I gave that report to Minister Butler soon after he was appointed health minister, and NEPHA also sent him a copy and requested a meeting. I have written to Minister Butler. I've spoken to Minister Butler. Six months into the job and he has still not found time to meet with this organisation that was provided with $300,000 of public funds to come up with a solution to a problem where we are now facing down the barrel of 7,500 patients to one doctor. I'd say that's an emergency, and the health minister, who's from South Australia, needs to get himself acquainted with this good mob of people from South Australia to discuss the issues on Eyre Peninsula, which I think are at the pointy end of the stick of doctor shortages around Australia.

We had a restricted pipeline through the early 2000s and it led to the situation where we were importing a lot of doctors into Australia. It was one of those things where the choke was kept on too long after the overservicing of the 1990s. But, in any case, numbers have ramped up again. They're turning out about 4,000 a year. There are 30,000 GPs or thereabouts practising in Australia. With 4,000 a year, even if only half of them wanted to be GPs, that should be enough to backfill the problem, to fill up the shortage. But we are finding that less than 15 per cent of medical graduates actually want to become GPs. Why is that? We could talk about status. We can certainly talk about money. If only 15 per cent of medical graduates want to become GPs, it stands reason to me—and I did maths at my rural school—that means 85 per cent of them want to be specialists. How is it that there can be enough money in the Medicare system to support 85 per cent of those graduates to go on and become specialists, unless something is going wrong in the payment system? That's why I support this legislation. Maybe it doesn't go far enough. I'm not saying that there is widescale rorting going on, but there is certainly the misapplication of public funds, because we are funding services and overservicing where we don't need them. We don't need 85 per cent of our medical graduates becoming specialists. It would be a far better ratio if, in fact, we had 85 per cent wanting to be GPs. Even 50 to 50 would be a huge improvement on where we are. That over specialisation, that referral system that sits within our medical system at the moment, is a complete drain on taxpayers' funds and it is a waste of money. There is a whole lot of low-value medicine going on here, and, if we're going to actually do something about this shortage, which is delivering one doctor for every 7½ thousand people, we're going to have to get to the nub of those problems.

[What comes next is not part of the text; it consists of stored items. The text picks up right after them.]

//! Escalation classification: configurable rule table plus fixed
//! heuristic checks, and the priority score used to order a
//! responder's queue.

mod rules;

pub use rules::{EscalationRule, RuleSet};

use chrono::{DateTime, Utc};
use serde::Serialize;

use crate::entity::{EscalationLevel, Post, PostCategory};
use crate::signal::Lexicon;

/// Minimum rule/heuristic confidence for a post to escalate on its
/// classification alone.
pub const ESCALATION_CONFIDENCE_FLOOR: f64 = 0.5;

/// Reports at or past this count escalate regardless of text signals.
pub const REPORT_COUNT_THRESHOLD: u32 = 3;

const AGE_BONUS_PER_HOUR: f64 = 2.0;
const AGE_BONUS_CAP: f64 = 20.0;
const MIN_INTENSITY_HITS: usize = 3;

#[derive(Debug, Clone, PartialEq, Serialize)]
pub struct Classification {
    pub level: EscalationLevel,
    pub reason: String,
    pub confidence: f64,
}

impl Classification {
    fn none() -> Self {
        Self {
            level: EscalationLevel::None,
            reason: String::new(),
            confidence: 0.0,
        }
    }
}

pub struct EscalationClassifier {
    rules: RuleSet,
    lexicon: Lexicon,
}

impl EscalationClassifier {
    pub fn new(rules: RuleSet, lexicon: Lexicon) -> Self {
        Self { rules, lexicon }
    }

    /// Scans the rule table in declared order, then the fixed
    /// heuristics; the heuristic result replaces the rule result only
    /// when its confidence is strictly greater. Deterministic for
    /// identical input.
    pub fn classify(&self, post: &Post) -> Classification {
        let text = format!("{} {}", post.title, post.content).to_lowercase();

        let mut best = Classification::none();
        for rule in &self.rules.rules {
            if !rule.categories.is_empty() && !rule.categories.contains(&post.category) {
                continue;
            }
            let denominator = rule.keywords.len() + rule.phrases.len() * 2;
            if denominator == 0 {
                continue;
            }
            let keyword_hits = rule
                .keywords
                .iter()
                .filter(|kw| text.contains(kw.to_lowercase().as_str()))
                .count();
            let phrase_hits = rule
                .phrases
                .iter()
                .filter(|p| text.contains(p.to_lowercase().as_str()))
                .count();
            let weighted = keyword_hits + phrase_hits * 2;
            if weighted == 0 {
                continue;
            }
            let confidence = (weighted as f64 / denominator as f64).clamp(0.0, 1.0);
            // First rule wins ties: only strictly greater replaces.
            if confidence > best.confidence {
                best = Classification {
                    level: rule.level,
                    reason: format!(
                        "matched {} keyword(s) and {} phrase(s) for {} rule",
                        keyword_hits, phrase_hits, rule.level
                    ),
                    confidence,
                };
            }
        }

        if let Some(heuristic) = self.heuristic_check(post, &text) {
            if heuristic.confidence > best.confidence {
                best = heuristic;
            }
        }

        best
    }

    /// Fixed checks in precedence order; the first match ends the scan.
    fn heuristic_check(&self, post: &Post, text: &str) -> Option<Classification> {
        if let Some(phrase) = self
            .lexicon
            .crisis_phrases
            .iter()
            .find(|p| text.contains(p.as_str()))
        {
            return Some(Classification {
                level: EscalationLevel::Critical,
                reason: format!("crisis phrase detected: \"{}\"", phrase),
                confidence: 0.9,
            });
        }

        if let Some(phrase) = self
            .lexicon
            .urgent_phrases
            .iter()
            .find(|p| text.contains(p.as_str()))
        {
            return Some(Classification {
                level: EscalationLevel::High,
                reason: format!("urgent help request: \"{}\"", phrase),
                confidence: 0.7,
            });
        }

        let intensity_hits = self
            .lexicon
            .intensity_words
            .iter()
            .filter(|w| text.contains(w.as_str()))
            .count();
        if intensity_hits >= MIN_INTENSITY_HITS {
            return Some(Classification {
                level: EscalationLevel::High,
                reason: format!("{} high-intensity expressions", intensity_hits),
                confidence: 0.6,
            });
        }

        if post.category == PostCategory::Crisis {
            return Some(Classification {
                level: EscalationLevel::High,
                reason: "posted in the crisis category".to_string(),
                confidence: 0.8,
            });
        }

        None
    }

    /// Whether the post crosses the escalation bar: a confident
    /// classification, the crisis category, or repeated reports.
    pub fn should_escalate(&self, post: &Post) -> bool {
        let classification = self.classify(post);
        (classification.confidence >= ESCALATION_CONFIDENCE_FLOOR
            && classification.level != EscalationLevel::None)
            || post.category == PostCategory::Crisis
            || post.reported_count >= REPORT_COUNT_THRESHOLD
    }
}

impl Default for EscalationClassifier {
    fn default() -> Self {
        Self::new(RuleSet::default(), Lexicon::default())
    }
}

/// Orders a responder's queue: level weight plus an age bonus of two
/// points per hour, capped at twenty.
pub fn priority_score(level: EscalationLevel, detected_at: DateTime<Utc>, now: DateTime<Utc>) -> f64 {
    let hours = (now - detected_at).num_seconds().max(0) as f64 / 3600.0;
    level.base_weight() + (hours * AGE_BONUS_PER_HOUR).min(AGE_BONUS_CAP)
}

#[cfg(test)]
mod tests {
    use super::*;
    use chrono::Duration;
    use uuid::Uuid;

    fn post(category: PostCategory, title: &str, content: &str) -> Post {
        Post::new(Uuid::new_v4(), category, title.to_string(), content.to_string())
    }

    fn classifier() -> EscalationClassifier {
        EscalationClassifier::default()
    }

    #[test]
    fn test_crisis_phrase_is_critical_in_any_category() {
        for category in [
            PostCategory::Academic,
            PostCategory::Relationships,
            PostCategory::General,
        ] {
            let result = classifier().classify(&post(
                category,
                "I give up",
                "I want to kill myself, nothing matters anymore",
            ));
            assert_eq!(result.level, EscalationLevel::Critical);
            assert!(result.confidence >= 0.9);
            assert!(!result.reason.is_empty());
        }
    }

    #[test]
    fn test_classify_is_deterministic() {
        let p = post(
            PostCategory::MentalHealth,
            "struggling badly",
            "I feel hopeless and worthless, can't cope with anything",
        );
        let first = classifier().classify(&p);
        let second = classifier().classify(&p);
        assert_eq!(first, second);
    }

    #[test]
    fn test_urgent_phrase_is_high() {
        let result = classifier().classify(&post(
            PostCategory::General,
            "please help",
            "I don't know who else to ask",
        ));
        assert_eq!(result.level, EscalationLevel::High);
        assert_eq!(result.confidence, 0.7);
    }

    #[test]
    fn test_three_intensity_words_is_high() {
        let result = classifier().classify(&post(
            PostCategory::Academic,
            "Panic before exam",
            "I'm having anxiety and panic attacks, my deadline is tomorrow and I feel hopeless",
        ));
        assert!(result.level >= EscalationLevel::Medium);
        assert!(!result.reason.is_empty());
    }

    #[test]
    fn test_crisis_category_alone_is_high() {
        let result = classifier().classify(&post(
            PostCategory::Crisis,
            "checking in",
            "not sure where this belongs",
        ));
        assert_eq!(result.level, EscalationLevel::High);
        assert_eq!(result.confidence, 0.8);
    }

    #[test]
    fn test_no_signal_is_none_with_zero_confidence() {
        let result = classifier().classify(&post(
            PostCategory::General,
            "study group",
            "meeting in the library on tuesdays",
        ));
        assert_eq!(result.level, EscalationLevel::None);
        assert_eq!(result.confidence, 0.0);
        assert!(result.reason.is_empty());
    }

    #[test]
    fn test_first_rule_wins_on_equal_confidence() {
        // Two rules with a single keyword each reach confidence 1.0 on
        // the same text; the earlier one must win.
        let rules = RuleSet {
            rules: vec![
                EscalationRule {
                    categories: Vec::new(),
                    keywords: vec!["overwhelmed".to_string()],
                    phrases: Vec::new(),
                    level: EscalationLevel::Medium,
                },
                EscalationRule {
                    categories: Vec::new(),
                    keywords: vec!["overwhelmed".to_string()],
                    phrases: Vec::new(),
                    level: EscalationLevel::High,
                },
            ],
        };
        let classifier = EscalationClassifier::new(
            rules,
            Lexicon {
                crisis_phrases: Vec::new(),
                urgent_phrases: Vec::new(),
                intensity_words: Vec::new(),
                ..Lexicon::default()
            },
        );
        let result = classifier.classify(&post(
            PostCategory::General,
            "overwhelmed",
            "completely overwhelmed",
        ));
        assert_eq!(result.level, EscalationLevel::Medium);
        assert_eq!(result.confidence, 1.0);
    }

    #[test]
    fn test_rule_category_filter_skips() {
        let rules = RuleSet {
            rules: vec![EscalationRule {
                categories: vec![PostCategory::Academic],
                keywords: vec!["failing".to_string()],
                phrases: Vec::new(),
                level: EscalationLevel::Medium,
            }],
        };
        let classifier = EscalationClassifier::new(
            rules,
            Lexicon {
                crisis_phrases: Vec::new(),
                urgent_phrases: Vec::new(),
                intensity_words: Vec::new(),
                ..Lexicon::default()
            },
        );
        let result = classifier.classify(&post(
            PostCategory::Relationships,
            "failing at everything",
            "",
        ));
        assert_eq!(result.level, EscalationLevel::None);
    }

    #[test]
    fn test_phrase_hits_weighted_double() {
        let rules = RuleSet {
            rules: vec![EscalationRule {
                categories: Vec::new(),
                keywords: vec!["absent".to_string(), "missing".to_string()],
                phrases: vec!["can't cope".to_string()],
                level: EscalationLevel::High,
            }],
        };
        let classifier = EscalationClassifier::new(
            rules,
            Lexicon {
                crisis_phrases: Vec::new(),
                urgent_phrases: Vec::new(),
                intensity_words: Vec::new(),
                ..Lexicon::default()
            },
        );
        // Phrase hit only: 2 of a possible 4 -> 0.5.
        let result = classifier.classify(&post(PostCategory::General, "", "I can't cope today"));
        assert_eq!(result.level, EscalationLevel::High);
        assert_eq!(result.confidence, 0.5);
    }

    #[test]
    fn test_should_escalate_on_reported_count() {
        let mut p = post(PostCategory::General, "ordinary", "nothing alarming here");
        assert!(!classifier().should_escalate(&p));
        p.reported_count = 3;
        assert!(classifier().should_escalate(&p));
    }

    #[test]
    fn test_should_escalate_on_crisis_category() {
        let p = post(PostCategory::Crisis, "hi", "just saying hi");
        assert!(classifier().should_escalate(&p));
    }

    #[test]
    fn test_priority_score_base_and_age_bonus() {
        let now = Utc::now();
        let fresh = priority_score(EscalationLevel::Critical, now, now);
        assert!((fresh - 100.0).abs() < 1e-6);

        let ten_hours = priority_score(EscalationLevel::Critical, now - Duration::hours(10), now);
        assert!((ten_hours - 120.0).abs() < 1e-6);

        // Bonus caps at 20.
        let ancient = priority_score(EscalationLevel::Critical, now - Duration::hours(500), now);
        assert!((ancient - 120.0).abs() < 1e-6);

        let medium = priority_score(EscalationLevel::Medium, now, now);
        assert!((medium - 50.0).abs() < 1e-6);
    }
}
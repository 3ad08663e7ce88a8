use thiserror::Error;
use uuid::Uuid;

#[derive(Error, Debug)]
pub enum HavenError {
    #[error("escalation already recorded for post {0}")]
    DuplicateEscalation(Uuid),

    #[error("invalid escalation transition: {from} -> {to}")]
    InvalidTransition { from: String, to: String },

    #[error("invalid configuration: {0}")]
    Config(String),

    #[error("storage error: {0}")]
    Storage(String),

    #[error("delivery error: {0}")]
    Delivery(String),

    #[error("IO error: {0}")]
    Io(#[from] std::io::Error),

    #[error("JSON error: {0}")]
    Json(#[from] serde_json::Error),

    #[error("YAML error: {0}")]
    Yaml(#[from] serde_yaml::Error),
}

pub type Result<T> = std::result::Result<T, HavenError>;
use crate::shared::Result;
use serde::Serialize;

/// Maximum length for package names (security limit)
const MAX_PACKAGE_NAME_LENGTH: usize = 255;

/// NewType wrapper for a normalized package name.
///
/// Normalization follows the PyPI convention: case-folded, with runs of
/// `-`, `_` and `.` collapsed into a single `-`. Two spellings of the same
/// distribution ("Flask", "flask") compare equal after normalization.
#[derive(Debug, Clone, PartialEq, Eq, Hash, PartialOrd, Ord, Serialize)]
pub struct PackageName(String);

impl PackageName {
    /// Normalizes a raw package name and wraps it.
    ///
    /// # Errors
    /// Returns an error if the name is empty after trimming, or exceeds
    /// the length limit.
    pub fn normalized(raw: &str) -> Result<Self> {
        let trimmed = raw.trim();
        if trimmed.is_empty() {
            anyhow::bail!("Package name cannot be empty");
        }

        // Security: Length limit to prevent DoS
        if trimmed.len() > MAX_PACKAGE_NAME_LENGTH {
            anyhow::bail!(
                "Package name is too long ({} bytes). Maximum allowed: {} bytes",
                trimmed.len(),
                MAX_PACKAGE_NAME_LENGTH
            );
        }

        let mut normalized = String::with_capacity(trimmed.len());
        let mut previous_was_separator = false;
        for ch in trimmed.chars() {
            if matches!(ch, '-' | '_' | '.') {
                if !previous_was_separator {
                    normalized.push('-');
                    previous_was_separator = true;
                }
            } else {
                for lowered in ch.to_lowercase() {
                    normalized.push(lowered);
                }
                previous_was_separator = false;
            }
        }

        Ok(Self(normalized))
    }

    pub fn as_str(&self) -> &str {
        &self.0
    }
}

impl std::fmt::Display for PackageName {
    fn fmt(&self, f: &mut std::fmt::Formatter<'_>) -> std::fmt::Result {
        write!(f, "{}", self.0)
    }
}

/// Which channel a package record was observed through.
#[derive(Debug, Clone, Copy, PartialEq, Eq, Serialize)]
#[serde(rename_all = "lowercase")]
pub enum PackageOrigin {
    /// Listed by pip or read from pip-managed dist-info metadata
    Pip,
    /// Installed through a conda channel
    Conda,
    /// Origin could not be determined
    Unknown,
}

impl std::fmt::Display for PackageOrigin {
    fn fmt(&self, f: &mut std::fmt::Formatter<'_>) -> std::fmt::Result {
        match self {
            PackageOrigin::Pip => write!(f, "pip"),
            PackageOrigin::Conda => write!(f, "conda"),
            PackageOrigin::Unknown => write!(f, "unknown"),
        }
    }
}

/// One installed package as reported by the environment's metadata store.
///
/// Immutable once read for a given inventory snapshot.
#[derive(Debug, Clone, PartialEq, Serialize)]
pub struct PackageRecord {
    pub name: PackageName,
    pub version: String,
    pub origin: PackageOrigin,
    pub editable: bool,
}

impl PackageRecord {
    pub fn new(name: PackageName, version: String, origin: PackageOrigin, editable: bool) -> Self {
        Self {
            name,
            version,
            origin,
            editable,
        }
    }
}

#[cfg(test)]
mod tests {
    use super::*;

    #[test]
    fn test_package_name_normalized_lowercases() {
        let name = PackageName::normalized("Flask").unwrap();
        assert_eq!(name.as_str(), "flask");
    }

    #[test]
    fn test_package_name_normalized_collapses_separators() {
        let name = PackageName::normalized("typing_extensions").unwrap();
        assert_eq!(name.as_str(), "typing-extensions");

        let name = PackageName::normalized("ruamel.yaml").unwrap();
        assert_eq!(name.as_str(), "ruamel-yaml");

        let name = PackageName::normalized("a-_.b").unwrap();
        assert_eq!(name.as_str(), "a-b");
    }

    #[test]
    fn test_package_name_normalized_already_canonical() {
        let name = PackageName::normalized("numpy").unwrap();
        assert_eq!(name.as_str(), "numpy");
    }

    #[test]
    fn test_package_name_empty_rejected() {
        assert!(PackageName::normalized("").is_err());
        assert!(PackageName::normalized("   ").is_err());
    }

    #[test]
    fn test_package_name_too_long_rejected() {
        let long = "a".repeat(300);
        assert!(PackageName::normalized(&long).is_err());
    }

    #[test]
    fn test_package_name_equality_after_normalization() {
        let a = PackageName::normalized("Pillow").unwrap();
        let b = PackageName::normalized("pillow").unwrap();
        assert_eq!(a, b);
    }

    #[test]
    fn test_package_origin_display() {
        assert_eq!(format!("{}", PackageOrigin::Pip), "pip");
        assert_eq!(format!("{}", PackageOrigin::Conda), "conda");
        assert_eq!(format!("{}", PackageOrigin::Unknown), "unknown");
    }

    #[test]
    fn test_package_record_new() {
        let record = PackageRecord::new(
            PackageName::normalized("requests").unwrap(),
            "2.31.0".to_string(),
            PackageOrigin::Pip,
            false,
        );
        assert_eq!(record.name.as_str(), "requests");
        assert_eq!(record.version, "2.31.0");
        assert!(!record.editable);
    }
}
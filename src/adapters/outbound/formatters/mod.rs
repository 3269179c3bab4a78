pub mod json_formatter;
pub mod requirements;
pub mod text_formatter;

pub use json_formatter::JsonReportFormatter;
pub use requirements::render_requirements;
pub use text_formatter::TextReportFormatter;
use crate::application::dto::{AnalyzeReport, DetectReport};
use crate::shared::Result;

/// ReportFormatter port for rendering analysis reports
///
/// Formatters turn the structured report DTOs into a string ready for an
/// OutputPresenter. They must not perform I/O themselves.
pub trait ReportFormatter {
    /// Renders a primary-package detection report
    ///
    /// # Arguments
    /// * `report` - The detection report to render
    fn format_detect(&self, report: &DetectReport) -> Result<String>;

    /// Renders a source-affinity analysis report
    ///
    /// # Arguments
    /// * `report` - The analysis report to render
    fn format_analyze(&self, report: &AnalyzeReport) -> Result<String>;
}
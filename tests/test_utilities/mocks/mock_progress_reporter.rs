use pyprov::prelude::*;
use std::cell::RefCell;
use std::rc::Rc;

/// Mock ProgressReporter capturing messages for assertions
///
/// Messages are recorded behind a shared handle so they stay inspectable
/// after the reporter has been moved into a use case.
#[derive(Default)]
pub struct MockProgressReporter {
    messages: Rc<RefCell<Vec<String>>>,
}

impl MockProgressReporter {
    pub fn new() -> Self {
        Self::default()
    }

    /// Handle onto the recorded messages.
    pub fn log_handle(&self) -> Rc<RefCell<Vec<String>>> {
        Rc::clone(&self.messages)
    }
}

impl ProgressReporter for MockProgressReporter {
    fn begin(&self, message: &str) {
        self.messages.borrow_mut().push(format!("begin: {}", message));
    }

    fn report(&self, message: &str) {
        self.messages.borrow_mut().push(format!("report: {}", message));
    }

    fn warn(&self, message: &str) {
        self.messages.borrow_mut().push(format!("warn: {}", message));
    }

    fn complete(&self, message: &str) {
        self.messages
            .borrow_mut()
            .push(format!("complete: {}", message));
    }
}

Just to reiterate, we couldn't be in this position unless there was financial incentive for it to occur. As we know, most of the money that is earned in the health sector comes from the Medicare system. It draws and holds GPs to the city for lifestyle reasons. It's enticing medical graduates into the specialist stream for reasons of finance—and perhaps prestige and working hours. Either way, we need a workforce that is fit for duty. We need to fashion this workforce completely differently, and I don't think we can do it unless we attack those fundamental levers which are providing the financial incentives in the system. In this case, this bill is about making sure there is less illegality in the system. I hope it also goes the distance to inquire where and how taxpayers' dollars are being spent and if they can be spent more appropriately to bring about a fairer result.